__Supplied records__
--- START ---

//! Rate-limit detection and backoff delay computation.
//!
//! Providers report quota exhaustion as message text rather than a distinct
//! error type, so classification and delay hints both work on the rendered
//! error message. [`BackoffConfig`] supplies the exponential fallback and the
//! hard ceiling applied to every computed wait.

use std::time::Duration;

/// Case-insensitive substrings that mark an error as a transient rate limit.
pub const RATE_LIMIT_MARKERS: &[&str] = &["resource_exhausted", "429", "quota", "rate limit"];

/// Whether an error message describes a rate-limit / quota failure.
///
/// # Example
///
/// ```
/// use wiki_quiz::backend::backoff::is_rate_limited;
///
/// assert!(is_rate_limited("HTTP 429: Too Many Requests"));
/// assert!(is_rate_limited("Quota exceeded for metric"));
/// assert!(!is_rate_limited("HTTP 400: invalid argument"));
/// ```
pub fn is_rate_limited(message: &str) -> bool {
    let lower = message.to_lowercase();
    RATE_LIMIT_MARKERS.iter().any(|m| lower.contains(m))
}

/// Configuration for rate-limit retry.
///
/// # Example
///
/// ```
/// use wiki_quiz::backend::BackoffConfig;
/// use std::time::Duration;
///
/// let standard = BackoffConfig::standard();
/// assert_eq!(standard.max_attempts, 3);
///
/// // Exponential fallback when the message carries no hint: 5s, 10s, 20s, ...
/// assert_eq!(standard.delay_for("HTTP 429", 1), Duration::from_secs(10));
/// ```
#[derive(Debug, Clone)]
pub struct BackoffConfig {
    /// Total calls allowed, counting the first one. Default: 3.
    pub max_attempts: u32,

    /// Fallback delay before the first retry. Default: 5 seconds.
    pub base_delay: Duration,

    /// Multiplier applied per attempt for the fallback delay. Default: 2.0.
    pub multiplier: f64,

    /// Ceiling for any computed delay, hinted or not. Default: 120 seconds.
    pub max_delay: Duration,
}

impl BackoffConfig {
    /// Three attempts, 5s exponential fallback, 120s ceiling.
    pub fn standard() -> Self {
        Self {
            max_attempts: 3,
            base_delay: Duration::from_secs(5),
            multiplier: 2.0,
            max_delay: Duration::from_secs(120),
        }
    }

    /// A single attempt. Rate limits surface immediately as `RetryExhausted`.
    pub fn none() -> Self {
        Self {
            max_attempts: 1,
            ..Self::standard()
        }
    }

    /// For interactive use (user is waiting): 2 attempts, 1s base, 10s ceiling.
    pub fn interactive() -> Self {
        Self {
            max_attempts: 2,
            base_delay: Duration::from_secs(1),
            multiplier: 2.0,
            max_delay: Duration::from_secs(10),
        }
    }

    /// Exponential fallback for attempt N (0-indexed), capped at `max_delay`.
    pub fn delay_for_attempt(&self, attempt: u32) -> Duration {
        let base = self.base_delay.as_secs_f64() * self.multiplier.powi(attempt.min(1024) as i32);
        self.clamp(base)
    }

    /// Delay before retrying after `message` failed on attempt N (0-indexed).
    ///
    /// A hint in the message (`retry in 56.7s`, then `retryDelay: "56s"`)
    /// wins over the exponential fallback. Either way the result is clamped
    /// to `max_delay`.
    pub fn delay_for(&self, message: &str, attempt: u32) -> Duration {
        match hinted_delay_secs(message) {
            Some(secs) => self.clamp(secs),
            None => self.delay_for_attempt(attempt),
        }
    }

    fn clamp(&self, secs: f64) -> Duration {
        let max = self.max_delay.as_secs_f64();
        if secs.is_nan() {
            return self.max_delay;
        }
        Duration::from_secs_f64(secs.clamp(0.0, max))
    }
}

impl Default for BackoffConfig {
    fn default() -> Self {
        Self::standard()
    }
}

/// Server-suggested wait in seconds, if the message carries one.
pub fn hinted_delay_secs(message: &str) -> Option<f64> {
    retry_in_secs(message).or_else(|| retry_delay_secs(message))
}

/// `retry in <number>s`, where number may have a fractional part.
fn retry_in_secs(message: &str) -> Option<f64> {
    const KEY: &str = "retry in ";
    message.match_indices(KEY).find_map(|(idx, _)| {
        let rest = &message[idx + KEY.len()..];
        let int_len = digit_prefix_len(rest);
        if int_len == 0 {
            return None;
        }
        let mut len = int_len;
        if let Some(frac) = rest[int_len..].strip_prefix('.') {
            let frac_len = digit_prefix_len(frac);
            if frac_len > 0 {
                len += 1 + frac_len;
            }
        }
        if rest[len..].starts_with('s') {
            rest[..len].parse().ok()
        } else {
            None
        }
    })
}

/// `retryDelay<non-word chars><integer>s`, e.g. `'retryDelay': '56s'`.
fn retry_delay_secs(message: &str) -> Option<f64> {
    const KEY: &str = "retryDelay";
    message.match_indices(KEY).find_map(|(idx, _)| {
        let rest = message[idx + KEY.len()..]
            .trim_start_matches(|c: char| !(c.is_alphanumeric() || c == '_'));
        let len = digit_prefix_len(rest);
        if len > 0 && rest[len..].starts_with('s') {
            rest[..len].parse().ok()
        } else {
            None
        }
    })
}

fn digit_prefix_len(s: &str) -> usize {
    s.bytes().take_while(u8::is_ascii_digit).count()
}

#[cfg(test)]
mod tests {
    use super::*;

    #[test]
    fn classifies_rate_limit_markers() {
        assert!(is_rate_limited("429 RESOURCE_EXHAUSTED"));
        assert!(is_rate_limited("resource_exhausted"));
        assert!(is_rate_limited("You exceeded your current QUOTA"));
        assert!(is_rate_limited("Rate Limit reached for requests"));
        assert!(!is_rate_limited("connection refused"));
        assert!(!is_rate_limited("pipeline was cancelled"));
    }

    #[test]
    fn retry_in_hint_with_fraction() {
        let msg = "429 You exceeded your current quota. Please retry in 56.73s.";
        assert_eq!(hinted_delay_secs(msg), Some(56.73));
    }

    #[test]
    fn retry_in_hint_integer() {
        assert_eq!(hinted_delay_secs("Please retry in 7s"), Some(7.0));
    }

    #[test]
    fn retry_in_requires_seconds_suffix() {
        assert_eq!(hinted_delay_secs("retry in 5 minutes"), None);
    }

    #[test]
    fn retry_delay_hint() {
        let msg = r#"RESOURCE_EXHAUSTED {'@type': 'RetryInfo', 'retryDelay': '42s'}"#;
        assert_eq!(hinted_delay_secs(msg), Some(42.0));
    }

    #[test]
    fn retry_in_beats_retry_delay() {
        let msg = "Please retry in 3s. details: retryDelay: 40s";
        assert_eq!(hinted_delay_secs(msg), Some(3.0));
    }

    #[test]
    fn fractional_retry_delay_is_not_a_hint() {
        assert_eq!(hinted_delay_secs("retryDelay: '12.5s'"), None);
    }

    #[test]
    fn later_occurrence_is_found() {
        let msg = "retry in later please; retry in 9s";
        assert_eq!(hinted_delay_secs(msg), Some(9.0));
    }

    #[test]
    fn exponential_fallback() {
        let config = BackoffConfig::standard();
        assert_eq!(config.delay_for("429", 0), Duration::from_secs(5));
        assert_eq!(config.delay_for("429", 1), Duration::from_secs(10));
        assert_eq!(config.delay_for("429", 2), Duration::from_secs(20));
    }

    #[test]
    fn hint_is_clamped() {
        let config = BackoffConfig::standard();
        assert_eq!(
            config.delay_for("Please retry in 600s", 0),
            Duration::from_secs(120)
        );
    }

    #[test]
    fn delay_never_exceeds_ceiling() {
        let config = BackoffConfig::standard();
        let huge = format!("retry in {}s", "9".repeat(400));
        let messages = [
            "429",
            "Please retry in 56.73s",
            "Please retry in 99999999999999999999999999999999999999s",
            "retryDelay: '86400s'",
            huge.as_str(),
            "quota exceeded",
            "",
        ];
        for msg in messages {
            for attempt in [0, 1, 2, 5, 10, 31, 64, 1000, u32::MAX] {
                let d = config.delay_for(msg, attempt);
                assert!(
                    d <= Duration::from_secs(120),
                    "delay {:?} > 120s for {:?} attempt {}",
                    d,
                    msg,
                    attempt
                );
            }
        }
    }

    #[test]
    fn presets() {
        assert_eq!(BackoffConfig::none().max_attempts, 1);
        assert_eq!(BackoffConfig::interactive().max_delay, Duration::from_secs(10));
        assert_eq!(BackoffConfig::default().max_attempts, 3);
    }
}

--- END ---

__Exercise objective__
Which lines belong in the answer? Exactly those from the first line of the entries through the line holding "every computed wait.", inclusive, copied unchanged.

__Written response__
//! Rate-limit detection and backoff delay computation.
//!
//! Providers report quota exhaustion as message text rather than a distinct
//! error type, so classification and delay hints both work on the rendered
//! error message. [`BackoffConfig`] supplies the exponential fallback and the
//! hard ceiling applied to every computed wait.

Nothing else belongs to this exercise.